Digo la palma es lucrativa,

digo, mira mira mira

a nuestro alrededor:

todo amor es nuestro

toda vida es nuestra

el sol es nuestro perro al extremo de una correa

nada hay que pueda derrotarnos

a la mierda el salmón

no tenemos más que estirar la mano

no tenemos más que arrastrarnos y salir de

sepulcros evidentes,

la tierra, el barro,

la esperanza en tartán de acechantes injertos a nuestros propios

sentidos. Nada tenemos que tomar y nada que

dar, no tenemos más que

empezar, empezar, empezar...»


—Muchísimas gracias —dijo Victor Valoff—, por haber venido.

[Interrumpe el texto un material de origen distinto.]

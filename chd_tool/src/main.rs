#![doc = include_str!("../README.md")]

mod inout;

use std::fmt::Display;
use std::hash::Hash;
use std::path::PathBuf;
use std::process::ExitCode;

use anyhow::Context;
use chd::stats::BuildStatsSummary;
use chd::utils::is_prime;
use chd::{uniq, BuildConf, Function, GetSize, PhfKey};
use clap::{Parser, ValueEnum};
use cpu_time::ProcessTime;

use inout::{parse_int, parse_seed, slab_keys, slurp};

#[derive(Copy, Clone, PartialEq, Eq, ValueEnum)]
pub enum KeyType {
    /// Parse keys as 32-bit unsigned integers
    Uint32,
    /// Parse keys as 64-bit unsigned integers
    Uint64,
    /// Hash each input line as an opaque byte string
    String,
}

/// Builds a CHD perfect hash function over the given keys and prints the index assigned to each of them.
#[derive(Parser)]
#[command(version, about)]
pub struct Conf {
    /// Read keys from the given file, - for the standard input
    #[arg(short = 'f', value_name = "PATH")]
    pub file: Option<PathBuf>,

    /// Number of keys per displacement bucket (reported as g_load)
    #[arg(short = 'l', default_value_t = 4, value_name = "NUM")]
    pub lambda: usize,

    /// Load factor of the output table, in percent
    #[arg(short = 'a', default_value_t = 80, value_name = "PCT")]
    pub alpha: usize,

    /// Seed of the hash function family, drawn from the system generator by default
    #[arg(short = 's', value_name = "SEED", value_parser = parse_seed)]
    pub seed: Option<u32>,

    /// Parse and hash keys as uint32, uint64 or string
    #[arg(short = 't', value_enum, default_value_t = KeyType::Uint32, value_name = "TYPE")]
    pub key_type: KeyType,

    /// Round the bucket count and the output range up to powers of two to avoid modular division
    #[arg(short = '2')]
    pub nodiv: bool,

    /// Do not print key-hash pairs
    #[arg(short = 'n')]
    pub noprint: bool,

    /// Report construction and evaluation statistics
    #[arg(short = 'v')]
    pub verbose: bool,

    /// Print the primes among the integer keys and exit without hashing
    #[arg(short = 'p')]
    pub primes: bool,

    /// Additional keys, appended to those read from the file
    #[arg(value_name = "KEY")]
    pub keys: Vec<String>,
}

/// Reads the integer keys of the file given by `conf` and appends the positional ones.
fn int_keys(conf: &Conf) -> anyhow::Result<Vec<u64>> {
    let mut keys = Vec::new();
    if let Some(path) = &conf.file {
        let data = slurp(path).with_context(|| path.display().to_string())?;
        for line in slab_keys(&data) {
            let key = std::str::from_utf8(line)
                .ok()
                .and_then(parse_int)
                .with_context(|| {
                    format!("invalid integer key: {}", String::from_utf8_lossy(line))
                })?;
            keys.push(key);
        }
    }
    for arg in &conf.keys {
        keys.push(parse_int(arg).with_context(|| format!("invalid integer key: {}", arg))?);
    }
    Ok(keys)
}

/// Builds the function for the deduplicated `keys`, compacts its displacement table,
/// and reports the statistics requested by `-v` to the standard error.
fn build_and_report<K: PhfKey + PartialEq>(conf: &Conf, keys: &[K], seed: u32) -> Function {
    if conf.verbose {
        eprintln!("loaded {} keys", keys.len());
    }
    let build_conf = BuildConf {
        lambda: conf.lambda,
        alpha: conf.alpha,
        seed,
        nodiv: conf.nodiv,
        d_limit: None,
    };
    let mut stats = BuildStatsSummary::default();
    let start = ProcessTime::now();
    let mut h = Function::try_from_slice_with_conf_stats(keys, build_conf, &mut stats)
        .expect("the unbounded displacement search cannot be exhausted");
    let build_seconds = start.elapsed().as_secs_f64();
    h.compact();
    if conf.verbose {
        eprintln!(
            "found perfect hash for {} keys in {:.6}s ({} buckets placed in {} trials)",
            keys.len(),
            build_seconds,
            stats.buckets_placed,
            stats.trials
        );
        let n1 = keys.len().max(1);
        eprintln!(
            "r:{} m:{} d_max:{} d_bits:{} k_bits:{:.2} g_load:{:.2} size:{:.2} bits/key",
            h.buckets(),
            h.range(),
            h.d_max(),
            h.d_bits(),
            h.buckets() as f64 * h.d_bits() as f64 / n1 as f64,
            keys.len() as f64 / h.buckets() as f64,
            8.0 * h.size_bytes() as f64 / n1 as f64
        );
        let start = ProcessTime::now();
        let mut sum = 0u64;
        for key in keys {
            sum = sum.wrapping_add(h.get(key) as u64);
        }
        eprintln!(
            "hashed {} keys in {:.6}s (x:{})",
            keys.len(),
            start.elapsed().as_secs_f64(),
            sum
        );
    }
    h
}

/// Deduplicates, hashes and prints integer keys.
fn exec<K>(conf: &Conf, mut keys: Vec<K>, seed: u32)
where
    K: PhfKey + PartialEq + Eq + Hash + Display,
{
    let len = uniq(&mut keys);
    keys.truncate(len);
    let h = build_and_report(conf, &keys, seed);
    if !conf.noprint {
        for key in &keys {
            println!("{} : {}", key, h.get(key));
        }
    }
}

fn run(conf: &Conf) -> anyhow::Result<()> {
    if conf.primes {
        for key in int_keys(conf)? {
            if is_prime(key) {
                println!("{}", key);
            }
        }
        return Ok(());
    }
    let seed = conf.seed.unwrap_or_else(rand::random);
    match conf.key_type {
        KeyType::Uint32 => exec(
            conf,
            int_keys(conf)?.into_iter().map(|key| key as u32).collect::<Vec<u32>>(),
            seed,
        ),
        KeyType::Uint64 => exec(conf, int_keys(conf)?, seed),
        KeyType::String => {
            let slab = match &conf.file {
                Some(path) => slurp(path).with_context(|| path.display().to_string())?,
                None => Vec::new(),
            };
            let mut keys: Vec<&[u8]> = slab_keys(&slab);
            keys.extend(conf.keys.iter().map(|arg| arg.as_bytes()));
            let len = uniq(&mut keys);
            keys.truncate(len);
            let h = build_and_report(conf, &keys, seed);
            if !conf.noprint {
                for key in &keys {
                    println!("{:<32} : {}", String::from_utf8_lossy(key), h.get(key));
                }
            }
        }
    }
    Ok(())
}

fn main() -> ExitCode {
    let conf = match Conf::try_parse() {
        Ok(conf) => conf,
        Err(err) => {
            let _ = err.print();
            return if err.use_stderr() { ExitCode::FAILURE } else { ExitCode::SUCCESS };
        }
    };
    if let Err(err) = run(&conf) {
        eprintln!("{:#}", err);
        return ExitCode::FAILURE;
    }
    ExitCode::SUCCESS
}
use std::cmp::Ordering;
use std::io;

use binout::{AsIs, Serializer};
use bitm::{ceiling_div, BitAccess, BitVec};
use dyn_size_of::GetSize;
use thiserror::Error;

use crate::displacements::Displacements;
use crate::hash::{f_hash, g_hash, PhfKey};
use crate::stats::BuildStatsCollector;
use crate::utils::{bits_to_store, powerup};

/// Build configuration that is accepted by [`Function`] constructors.
///
/// See field descriptions for details.
#[derive(Clone, Copy)]
pub struct BuildConf {
    /// Target mean number of keys per displacement bucket, *λ*. (default: `4`)
    ///
    /// Smaller values produce more buckets and therefore smaller displacements,
    /// at the cost of a larger displacement table. Coerced to at least `1`.
    pub lambda: usize,

    /// Load factor of the output table, in percent. (default: `80`)
    ///
    /// `100` makes the function minimal. Values closer to `100` shrink the
    /// output range but make the displacement search harder. Clamped to `1..=100`.
    pub alpha: usize,

    /// Seed of the hash function family committed into the built function. (default: `0`)
    pub seed: u32,

    /// Round the bucket count and the output range up to powers of two,
    /// so that modular reduction becomes a bit mask. (default: `false`)
    pub nodiv: bool,

    /// Per-bucket limit on displacement trials; `None` searches indefinitely. (default: `None`)
    ///
    /// The greedy search has no proven termination bound. With a limit set,
    /// construction returns [`BuildError::SearchExhausted`] once some bucket
    /// exceeds it instead of searching on.
    pub d_limit: Option<u32>,
}

impl Default for BuildConf {
    fn default() -> Self {
        Self {
            lambda: 4,
            alpha: 80,
            seed: 0,
            nodiv: false,
            d_limit: None,
        }
    }
}

impl BuildConf {
    /// Returns configuration that uses the custom [`seed`](BuildConf::seed).
    pub fn seed(seed: u32) -> Self {
        Self { seed, ..Default::default() }
    }

    /// Returns configuration that uses custom [`lambda`](BuildConf::lambda)
    /// and [`alpha`](BuildConf::alpha).
    pub fn la(lambda: usize, alpha: usize) -> Self {
        Self { lambda, alpha, ..Default::default() }
    }

    /// Returns configuration that uses custom [`lambda`](BuildConf::lambda),
    /// [`alpha`](BuildConf::alpha) and [`seed`](BuildConf::seed).
    pub fn la_seed(lambda: usize, alpha: usize, seed: u32) -> Self {
        Self { lambda, alpha, seed, ..Default::default() }
    }
}

/// Error returned by the fallible [`Function`] constructors.
#[derive(Error, Debug, Clone, Copy, PartialEq, Eq)]
pub enum BuildError {
    /// A bucket found no conflict-free displacement within the configured trial budget.
    #[error("displacement search for a bucket of {bucket_size} keys exhausted its budget of {d_limit} trials")]
    SearchExhausted {
        /// Size of the bucket whose search failed.
        bucket_size: usize,
        /// The configured per-bucket trial budget.
        d_limit: u32,
    },
}

/// Reduces the hash `hash` to `0..len`.
#[inline(always)]
fn mod_reduce(hash: u32, len: usize, nodiv: bool) -> usize {
    if nodiv {
        hash as usize & (len - 1)
    } else {
        hash as usize % len
    }
}

/// Per-key construction record: the key and the bucket selected for it by *g*.
struct Record<'k, K> {
    key: &'k K,
    bucket: u32,
}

El aplauso fue muy ruidoso. Siempre aplaudían. Victor estaba esplendoroso en su gloria. Alzó la misma botella de cerveza. Logró incluso ruborizarse. Luego, sonrió, una sonrisa muy humana. A las damas les encantó. Bebí un último trago de mi botella de whisky.

Todos le rodearon. Les daba autógrafos y contestaba sus preguntas. A continuación, sería la exposición de sus obras de arte. Conseguí sacar a Vicki de allí y subimos la calle hacia el coche.

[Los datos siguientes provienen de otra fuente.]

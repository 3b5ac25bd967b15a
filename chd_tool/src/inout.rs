//! Reading and parsing keys for the command-line tool.

use std::fs::File;
use std::io::{self, Read};
use std::path::Path;

/// Reads the whole key file into a single buffer; `-` denotes the standard input.
pub fn slurp(path: &Path) -> io::Result<Vec<u8>> {
    let mut data = Vec::new();
    if path.as_os_str() == "-" {
        io::stdin().lock().read_to_end(&mut data)?;
    } else {
        File::open(path)?.read_to_end(&mut data)?;
    }
    Ok(data)
}

/// Returns the non-empty lines of `data` with the separators (and a trailing `\r`) stripped.
///
/// Each returned key borrows from `data`; the slab outlives the built function only
/// for as long as the caller keeps it.
pub fn slab_keys(data: &[u8]) -> Vec<&[u8]> {
    data.split(|byte| *byte == b'\n')
        .map(|line| line.strip_suffix(b"\r").unwrap_or(line))
        .filter(|line| !line.is_empty())
        .collect()
}

/// Parses an unsigned integer the way `strtoull` with base 0 does:
/// a `0x`/`0X` prefix selects hexadecimal, a leading `0` octal, anything else decimal.
pub fn parse_int(src: &str) -> Option<u64> {
    let src = src.trim();
    if let Some(hex) = src.strip_prefix("0x").or_else(|| src.strip_prefix("0X")) {
        u64::from_str_radix(hex, 16).ok()
    } else if src.len() > 1 && src.starts_with('0') {
        u64::from_str_radix(&src[1..], 8).ok()
    } else {
        src.parse().ok()
    }
}

/// Parses the seed argument of the command line.
pub fn parse_seed(src: &str) -> Result<u32, String> {
    parse_int(src)
        .map(|seed| seed as u32)
        .ok_or_else(|| format!("invalid seed: {}", src))
}
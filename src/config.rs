//! Tunables for an [`crate::acceptor::Acceptor`] or [`crate::dialer::Dialer`].
//!
//! A plain struct with a `Default` impl rather than `grow-a-cache`'s
//! CLI/TOML layer (`clap`/`serde`/`toml`): this crate is a library, not
//! a standalone server, so configuration comes from the embedding
//! application's own code, not a config file.

use std::time::Duration;

/// Configuration shared by the event-loop threads.
#[derive(Debug, Clone)]
pub struct Config {
    /// Initial size, in bytes, for a connection's rx and tx ring
    /// buffers before any growth.
    pub ring_initial_size: usize,
    /// Upper bound on bytes read from a socket per readable wakeup,
    /// before yielding back to `poll` so one busy connection can't
    /// starve the others on the same event loop.
    pub max_read_per_wakeup: usize,
    /// `listen(2)` backlog for an `Acceptor`'s listening socket.
    pub accept_backlog: i32,
    /// Maximum pending connections accepted in a single readable
    /// wakeup on the listener before yielding back to `poll`.
    pub accept_batch_size: usize,
    /// Capacity hint for the live-connection `Slab`.
    pub max_connections: usize,
    /// Deadline for `Dialer::connect` when the caller doesn't supply
    /// one explicitly.
    pub default_dial_timeout: Duration,
}

impl Default for Config {
    fn default() -> Self {
        Self {
            ring_initial_size: crate::ring::DEFAULT_INITIAL_SIZE,
            max_read_per_wakeup: 1024 * 1024,
            accept_backlog: 1024,
            accept_batch_size: 64,
            max_connections: 10_000,
            default_dial_timeout: Duration::from_secs(10),
        }
    }
}
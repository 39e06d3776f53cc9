//! Mirrored virtual-memory mapping: two adjacent page ranges that alias
//! the same physical pages, so a ring buffer's wrap boundary never needs
//! a split read or write.
//!
//! Grounded on `vmap::os::unix::posix::map_ring`: reserve `2*len` bytes
//! of anonymous address space, then map a shared memory file descriptor
//! into each half at a fixed address.

use crate::error::{Error, Operation, Result};
use std::os::raw::c_int;
use std::ptr;
use std::sync::atomic::{AtomicU64, Ordering};

/// Reserves a `2 * len` byte mirror mapping and returns the base pointer.
///
/// # Safety
/// `len` must already be a multiple of the system page size.
pub unsafe fn map_ring(len: usize) -> Result<*mut u8> {
    let fd = open_backing_fd(len)?;
    let result = wrap_fd(len, fd);
    libc::close(fd);
    result
}

/// Releases a mapping previously returned by [`map_ring`].
///
/// # Safety
/// `ptr`/`len` must be the exact pair returned by a prior `map_ring` call
/// that has not already been unmapped.
pub unsafe fn unmap_ring(ptr: *mut u8, len: usize) -> Result<()> {
    if libc::munmap(ptr as *mut libc::c_void, len * 2) < 0 {
        Err(Error::last_os_error(Operation::RingAllocate))
    } else {
        Ok(())
    }
}

unsafe fn wrap_fd(len: usize, fd: c_int) -> Result<*mut u8> {
    let base = mmap_at(
        ptr::null_mut(),
        len * 2,
        libc::PROT_NONE,
        libc::MAP_PRIVATE | libc::MAP_ANON,
        -1,
        Operation::RingAllocate,
    )?;

    if let Err(err) = mmap_fixed(base, len, fd, Operation::RingRemapPrimary) {
        let _ = libc::munmap(base as *mut libc::c_void, len * 2);
        return Err(err);
    }
    if let Err(err) = mmap_fixed(base.add(len), len, fd, Operation::RingRemapSecondary) {
        let _ = libc::munmap(base as *mut libc::c_void, len * 2);
        return Err(err);
    }
    Ok(base)
}

unsafe fn mmap_fixed(addr: *mut u8, len: usize, fd: c_int, op: Operation) -> Result<()> {
    mmap_at(
        addr,
        len,
        libc::PROT_READ | libc::PROT_WRITE,
        libc::MAP_SHARED | libc::MAP_FIXED,
        fd,
        op,
    )
    .map(|_| ())
}

unsafe fn mmap_at(
    addr: *mut u8,
    len: usize,
    prot: c_int,
    flags: c_int,
    fd: c_int,
    op: Operation,
) -> Result<*mut u8> {
    let p = libc::mmap(addr as *mut libc::c_void, len, prot, flags, fd, 0);
    if p == libc::MAP_FAILED {
        Err(Error::last_os_error(op))
    } else {
        Ok(p as *mut u8)
    }
}

/// Opens a shared-memory file descriptor truncated to `len` bytes. Uses
/// `memfd_create` on Linux; falls back to a named, immediately-unlinked
/// `shm_open` elsewhere (macOS has no `memfd_create`).
unsafe fn open_backing_fd(len: usize) -> Result<c_int> {
    let fd = backing_open()?;
    if libc::ftruncate(fd, len as libc::off_t) < 0 {
        let err = Error::last_os_error(Operation::RingMemoryFd);
        libc::close(fd);
        return Err(err);
    }
    Ok(fd)
}

#[cfg(any(target_os = "linux", target_os = "android"))]
unsafe fn backing_open() -> Result<c_int> {
    const NAME: &[u8] = b"nbsock-ring\0";
    let fd = libc::syscall(
        libc::SYS_memfd_create,
        NAME.as_ptr() as *const std::os::raw::c_char,
        libc::MFD_CLOEXEC,
    );
    if fd < 0 {
        Err(Error::last_os_error(Operation::RingMemoryFd))
    } else {
        Ok(fd as c_int)
    }
}

#[cfg(not(any(target_os = "linux", target_os = "android")))]
unsafe fn backing_open() -> Result<c_int> {
    static COUNTER: AtomicU64 = AtomicU64::new(0);

    let oflags = libc::O_RDWR | libc::O_CREAT | libc::O_EXCL | libc::O_CLOEXEC;
    loop {
        let unique = COUNTER.fetch_add(1, Ordering::Relaxed);
        let name = format!("/nbsock-ring-{}-{}\0", libc::getpid(), unique);
        let fd = libc::shm_open(name.as_ptr() as *const std::os::raw::c_char, oflags, 0o600);
        if fd < 0 {
            let err = Error::last_os_error(Operation::RingMemoryFd);
            if err.raw_os_error() != Some(libc::EEXIST) {
                return Err(err);
            }
            continue;
        }
        libc::shm_unlink(name.as_ptr() as *const std::os::raw::c_char);
        return Ok(fd);
    }
}

/// Rounds `len` up to the nearest multiple of the system page size.
pub fn round_up_to_page(len: usize) -> usize {
    let page = page_size();
    let mask = page - 1;
    (len + mask) & !mask
}

pub fn page_size() -> usize {
    static CACHED: AtomicU64 = AtomicU64::new(0);
    let cached = CACHED.load(Ordering::Relaxed);
    if cached != 0 {
        return cached as usize;
    }
    let size = unsafe { libc::sysconf(libc::_SC_PAGESIZE) } as u64;
    CACHED.store(size, Ordering::Relaxed);
    size as usize
}
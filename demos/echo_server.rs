//! Runnable echo server built on `nbsock`'s `Acceptor`.
//!
//! `cargo run --bin echo_server -- 7070`

use nbsock::{Acceptor, Config, Connection, Family, ServerDelegate};
use std::sync::Arc;
use tracing::info;

struct Echo;

impl ServerDelegate for Echo {
    fn connected(&self, conn: &mut Connection) {
        info!(token = conn.token(), peer = ?conn.peer_addr(), "client connected");
    }

    fn has_data(&self, conn: &mut Connection) {
        let data = conn.read_all_data();
        if let Err(e) = conn.write(&data) {
            if !e.is_write_buffer_full() {
                info!(token = conn.token(), error = %e, "write failed");
            }
        }
    }

    fn disconnected(&self, conn: &mut Connection, cause: Option<&str>) {
        info!(token = conn.token(), cause = ?cause, "client disconnected");
    }
}

fn main() {
    nbsock::init_tracing("info");

    let port: u16 = std::env::args().nth(1).and_then(|s| s.parse().ok()).unwrap_or(7070);
    let acceptor = Acceptor::new(port, Family::V4, Config::default(), Arc::new(Echo))
        .expect("failed to start acceptor");

    info!(addr = %acceptor.local_addr(), "echo server listening");
    loop {
        std::thread::sleep(std::time::Duration::from_secs(3600));
    }
}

—Lee con gran vigor —dijo ella.

—Sí, tiene buena voz.

—¿Qué te parece su obra?

—Muy fina.

—Creo que le tienes envidia.

—Entremos aquí a beber algo —dije—. Retransmiten un partido de baloncesto.

—Bueno —dijo ella.

Tuvimos suerte. El partido no había terminado. Nos sentamos.

—Caramba —dijo Vicki—, ¡mira qué piernas tan largas tienen esos tipos!

—Bueno, ahora te escucho —dije—. ¿Qué vas a tomar?

—Whisky con soda.

Pedí dos whiskies con soda y vimos el partido. Aquellos tipos corriendo de un lado a otro, sin parar. Maravilloso. Parecían muy emocionados por algo; no había mucha gente en el local. Fue lo mejor de la noche.